The response must reproduce every record in full.

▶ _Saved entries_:
——————

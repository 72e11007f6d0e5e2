//! Tests for the consensus and progressive multiple sequence alignment.

use seqalign::{consensus, AlignError, Aligner, MatchMismatch, Msa, Progressive, SubstitutionMatrix};
use test_case::test_case;

mod common;

#[test_case(&["AC-", "A-G", "AAG"], "ACG"; "majority")]
#[test_case(&["A-C", "ACC", "ATC"], "ACC"; "gap_minority")]
#[test_case(&["AT", "TA"], "AT"; "first_seen_tie")]
#[test_case(&["-", "-"], "-"; "all_gaps")]
#[test_case(&["AC-GT", "A--GT", "ACGGT", "-C-GT"], "ACGGT"; "four_rows")]
#[test_case(&["ACGT"], "ACGT"; "single_row")]
fn consensus_rows(rows: &[&str], expected: &str) -> Result<(), AlignError> {
    let consensus = consensus(rows)?;
    assert_eq!(consensus, expected.as_bytes());
    Ok(())
}

#[test]
fn consensus_errors() {
    assert_eq!(consensus::<&str>(&[]), Err(AlignError::EmptyAlignment));
    assert_eq!(
        consensus(&["ACG", "AC", "ACG"]),
        Err(AlignError::LengthMismatch {
            row: 1,
            expected: 3,
            found: 2
        })
    );
}

#[test]
fn consensus_of_identical_rows() -> Result<(), AlignError> {
    for row in common::random_sequences(10, 1, 30, common::PROTEIN, 17) {
        let rows = vec![row.as_str(); 4];
        assert_eq!(consensus(&rows)?, row.as_bytes());
    }
    Ok(())
}

#[test_case(&["AC", "AG", "AT"], -1, &["A-C", "AG-", "A-T"]; "short")]
#[test_case(&["ATGC", "ATCC", "ATGG"], -1, &["AT--GC", "AT-C-C", "ATG-G-"]; "widening")]
#[test_case(&["MKVL", "MKIVL", "MVL"], -2, &["MK-VL", "MKIVL", "M--VL"]; "protein")]
fn progressive_blosum(sequences: &[&str], gap: i32, expected: &[&str]) -> Result<(), AlignError> {
    let blosum = SubstitutionMatrix::blosum62();
    let msa = Progressive::new(Aligner::new(&blosum).with_gap(gap)).align(sequences)?;

    assert_eq!(msa.strings(), expected);
    Ok(())
}

#[test_case(&["ACGT", "ACGT", "ACGGT"], &["AC-GT", "AC-GT", "ACGGT"]; "insertion")]
#[test_case(&["ACGT", "AGT", "ACGGT", "CGT"], &["AC-GT", "A--GT", "ACGGT", "-C-GT"]; "four")]
#[test_case(
    &["GATTACA", "GATACA", "GTTACA", "GATTTACA"],
    &["GA-TTACA", "GA--TACA", "G--TTACA", "GATTTACA"];
    "gattaca"
)]
fn progressive_dna(sequences: &[&str], expected: &[&str]) -> Result<(), AlignError> {
    let dna = MatchMismatch::default();
    let msa = seqalign::progressive_align(sequences, &dna, -1)?;

    assert_eq!(msa.strings(), expected);
    Ok(())
}

#[test]
fn progressive_needs_two() {
    let dna = MatchMismatch::default();
    let progressive = Progressive::new(Aligner::new(&dna));

    assert_eq!(
        progressive.align(&["ACGT"]),
        Err(AlignError::InsufficientInput { found: 1 })
    );
    assert_eq!(
        progressive.align::<&str>(&[]),
        Err(AlignError::InsufficientInput { found: 0 })
    );
}

#[test]
fn progressive_of_two_is_global() -> Result<(), AlignError> {
    let blosum = SubstitutionMatrix::blosum62();
    let aligner = Aligner::new(&blosum);

    let msa = Progressive::new(aligner).align(&["HEAGAWGHEE", "PAWHEAE"])?;
    let alignment = aligner.global("HEAGAWGHEE", "PAWHEAE")?;

    assert_eq!(msa.rows(), alignment.rows);
    assert_eq!(msa.strings(), ["HEAGAWGHE-E", "--P-AW-HEAE"]);
    Ok(())
}

#[test]
fn progressive_propagates_unknown_symbols() {
    let dna = MatchMismatch::default();
    let result = seqalign::progressive_align(&["ACGT", "ACGT", "ACNT"], &dna, -1);
    assert!(matches!(result, Err(AlignError::UnknownSymbol { .. })));
}

#[test_case(common::DNA, 3; "dna")]
#[test_case(common::PROTEIN, 11; "protein")]
fn random_progressive(alphabet: &str, seed: u64) -> Result<(), AlignError> {
    let blosum = SubstitutionMatrix::blosum62();
    let progressive = Progressive::new(Aligner::new(&blosum));

    for cardinality in [2, 3, 8] {
        let sequences = common::random_sequences(cardinality, 1, 25, alphabet, seed);
        let msa = progressive.align(&sequences)?;

        assert_eq!(msa.len(), cardinality);
        assert!(msa.rows().iter().all(|r| r.len() == msa.width()));
        for (i, sequence) in sequences.iter().enumerate() {
            assert_eq!(msa.ungapped(i), Some(sequence.as_bytes().to_vec()));
        }
    }

    Ok(())
}

#[test]
fn msa_accessors() -> Result<(), AlignError> {
    let msa = Msa::new(&["AC-GT", "A--GT", "ACGGT", "-C-GT"])?;

    assert_eq!(msa.len(), 4);
    assert_eq!(msa.width(), 5);
    assert_eq!(&msa[2], b"ACGGT");
    assert_eq!(msa.consensus()?, b"ACGGT");
    assert_eq!(msa.column_counts(1), vec![(b'C', 3)]);
    assert_eq!(msa.column_counts(2), vec![(b'G', 1)]);
    assert!(msa.column_counts(5).is_empty());
    assert_eq!(msa.conserved_columns(), vec![3, 4]);
    assert!((msa.gap_fraction() - 5.0 / 20.0).abs() < f64::EPSILON);
    assert_eq!(msa.ungapped(1), Some(b"AGT".to_vec()));
    assert_eq!(msa.ungapped(4), None);

    Ok(())
}

#[test]
fn msa_construction_errors() -> Result<(), AlignError> {
    assert_eq!(Msa::new::<&str>(&[]), Err(AlignError::EmptyAlignment));
    assert_eq!(
        Msa::new(&["AC", "ACG"]),
        Err(AlignError::LengthMismatch {
            row: 1,
            expected: 2,
            found: 3
        })
    );

    let mut msa = Msa::new(&["AC", "AG"])?;
    assert_eq!(
        msa.push_row(b"A".to_vec()),
        Err(AlignError::LengthMismatch {
            row: 2,
            expected: 2,
            found: 1
        })
    );
    assert_eq!(
        msa.insert_gap_columns(&[3]),
        Err(AlignError::GapIndexOutOfBounds { index: 3, width: 3 })
    );

    msa.insert_gap_columns(&[2, 0, 2])?;
    assert_eq!(msa.strings(), ["-A-C", "-A-G"]);
    msa.push_row(b"TAGC".to_vec())?;
    assert_eq!(msa.len(), 3);

    Ok(())
}

#[test]
fn empty_msa_has_no_consensus() {
    let dna = MatchMismatch::default();
    let progressive = Progressive::new(Aligner::new(&dna));

    let mut msa = Msa::default();
    assert_eq!(msa.consensus(), Err(AlignError::EmptyAlignment));
    assert_eq!(progressive.merge(&mut msa, b"ACGT"), Err(AlignError::EmptyAlignment));
    assert!(msa.is_empty());
}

——————

▶ _Your response_:
repository 72e11007f6d0e5e2
//! Tests for the consensus and progressive multiple sequence alignment.

use seqalign::{consensus, AlignError, Aligner, MatchMismatch, Msa, Progressive, SubstitutionMatrix};
use test_case::test_case;

mod common;

#[test_case(&["AC-", "A-G", "AAG"], "ACG"; "majority")]
#[test_case(&["A-C", "ACC", "ATC"], "ACC"; "gap_minority")]
#[test_case(&["AT", "TA"], "AT"; "first_seen_tie")]
#[test_case(&["-", "-"], "-"; "all_gaps")]
#[test_case(&["AC-GT", "A--GT", "ACGGT", "-C-GT"], "ACGGT"; "four_rows")]
#[test_case(&["ACGT"], "ACGT"; "single_row")]
fn consensus_rows(rows: &[&str], expected: &str) -> Result<(), AlignError> {
    let consensus = consensus(rows)?;
    assert_eq!(consensus, expected.as_bytes());
    Ok(())
}

#[test]
fn consensus_errors() {
    assert_eq!(consensus::<&str>(&[]), Err(AlignError::EmptyAlignment));
    assert_eq!(
        consensus(&["ACG", "AC", "ACG"]),
        Err(AlignError::LengthMismatch {
            row: 1,
            expected: 3,
            found: 2
        })
    );
}

#[test]
fn consensus_of_identical_rows() -> Result<(), AlignError> {
    for row in common::random_sequences(10, 1, 30, common::PROTEIN, 17) {
        let rows = vec![row.as_str(); 4];
        assert_eq!(consensus(&rows)?, row.as_bytes());
    }
    Ok(())
}

#[test_case(&["AC", "AG", "AT"], -1, &["A-C", "AG-", "A-T"]; "short")]
#[test_case(&["ATGC", "ATCC", "ATGG"], -1, &["AT--GC", "AT-C-C", "ATG-G-"]; "widening")]
#[test_case(&["MKVL", "MKIVL", "MVL"], -2, &["MK-VL", "MKIVL", "M--VL"]; "protein")]
fn progressive_blosum(sequences: &[&str], gap: i32, expected: &[&str]) -> Result<(), AlignError> {
    let blosum = SubstitutionMatrix::blosum62();
    let msa = Progressive::new(Aligner::new(&blosum).with_gap(gap)).align(sequences)?;

    assert_eq!(msa.strings(), expected);
    Ok(())
}

#[test_case(&["ACGT", "ACGT", "ACGGT"], &["AC-GT", "AC-GT", "ACGGT"]; "insertion")]
#[test_case(&["ACGT", "AGT", "ACGGT", "CGT"], &["AC-GT", "A--GT", "ACGGT", "-C-GT"]; "four")]
#[test_case(
    &["GATTACA", "GATACA", "GTTACA", "GATTTACA"],
    &["GA-TTACA", "GA--TACA", "G--TTACA", "GATTTACA"];
    "gattaca"
)]
fn progressive_dna(sequences: &[&str], expected: &[&str]) -> Result<(), AlignError> {
    let dna = MatchMismatch::default();
    let msa = seqalign::progressive_align(sequences, &dna, -1)?;

    assert_eq!(msa.strings(), expected);
    Ok(())
}

#[test]
fn progressive_needs_two() {
    let dna = MatchMismatch::default();
    let progressive = Progressive::new(Aligner::new(&dna));

    assert_eq!(
        progressive.align(&["ACGT"]),
        Err(AlignError::InsufficientInput { found: 1 })
    );
    assert_eq!(
        progressive.align::<&str>(&[]),
        Err(AlignError::InsufficientInput { found: 0 })
    );
}

#[test]
fn progressive_of_two_is_global() -> Result<(), AlignError> {
    let blosum = SubstitutionMatrix::blosum62();
    let aligner = Aligner::new(&blosum);

    let msa = Progressive::new(aligner).align(&["HEAGAWGHEE", "PAWHEAE"])?;
    let alignment = aligner.global("HEAGAWGHEE", "PAWHEAE")?;

    assert_eq!(msa.rows(), alignment.rows);
    assert_eq!(msa.strings(), ["HEAGAWGHE-E", "--P-AW-HEAE"]);
    Ok(())
}

#[test]
fn progressive_propagates_unknown_symbols() {
    let dna = MatchMismatch::default();
    let result = seqalign::progressive_align(&["ACGT", "ACGT", "ACNT"], &dna, -1);
    assert!(matches!(result, Err(AlignError::UnknownSymbol { .. })));
}

#[test_case(common::DNA, 3; "dna")]
#[test_case(common::PROTEIN, 11; "protein")]
fn random_progressive(alphabet: &str, seed: u64) -> Result<(), AlignError> {
    let blosum = SubstitutionMatrix::blosum62();
    let progressive = Progressive::new(Aligner::new(&blosum));

    for cardinality in [2, 3, 8] {
        let sequences = common::random_sequences(cardinality, 1, 25, alphabet, seed);
        let msa = progressive.align(&sequences)?;

        assert_eq!(msa.len(), cardinality);
        assert!(msa.rows().iter().all(|r| r.len() == msa.width()));
        for (i, sequence) in sequences.iter().enumerate() {
            assert_eq!(msa.ungapped(i), Some(sequence.as_bytes().to_vec()));
        }
    }

    Ok(())
}

#[test]
fn msa_accessors() -> Result<(), AlignError> {
    let msa = Msa::new(&["AC-GT", "A--GT", "ACGGT", "-C-GT"])?;

    assert_eq!(msa.len(), 4);
    assert_eq!(msa.width(), 5);
    assert_eq!(&msa[2], b"ACGGT");
    assert_eq!(msa.consensus()?, b"ACGGT");
    assert_eq!(msa.column_counts(1), vec![(b'C', 3)]);
    assert_eq!(msa.column_counts(2), vec![(b'G', 1)]);
    assert!(msa.column_counts(5).is_empty());
    assert_eq!(msa.conserved_columns(), vec![3, 4]);
    assert!((msa.gap_fraction() - 5.0 / 20.0).abs() < f64::EPSILON);
    assert_eq!(msa.ungapped(1), Some(b"AGT".to_vec()));
    assert_eq!(msa.ungapped(4), None);

    Ok(())
}

#[test]
fn msa_construction_errors() -> Result<(), AlignError> {
    assert_eq!(Msa::new::<&str>(&[]), Err(AlignError::EmptyAlignment));
    assert_eq!(
        Msa::new(&["AC", "ACG"]),
        Err(AlignError::LengthMismatch {
            row: 1,
            expected: 2,
            found: 3
        })
    );

    let mut msa = Msa::new(&["AC", "AG"])?;
    assert_eq!(
        msa.push_row(b"A".to_vec()),
        Err(AlignError::LengthMismatch {
            row: 2,
            expected: 2,
            found: 1
        })
    );
    assert_eq!(
        msa.insert_gap_columns(&[3]),
        Err(AlignError::GapIndexOutOfBounds { index: 3, width: 3 })
    );

    msa.insert_gap_columns(&[2, 0, 2])?;
    assert_eq!(msa.strings(), ["-A-C", "-A-G"]);
    msa.push_row(b"TAGC".to_vec())?;
    assert_eq!(msa.len(), 3);

    Ok(())
}

#[test]
fn empty_msa_has_no_consensus() {
    let dna = MatchMismatch::default();
    let progressive = Progressive::new(Aligner::new(&dna));

    let mut msa = Msa::default();
    assert_eq!(msa.consensus(), Err(AlignError::EmptyAlignment));
    assert_eq!(progressive.merge(&mut msa, b"ACGT"), Err(AlignError::EmptyAlignment));
    assert!(msa.is_empty());
}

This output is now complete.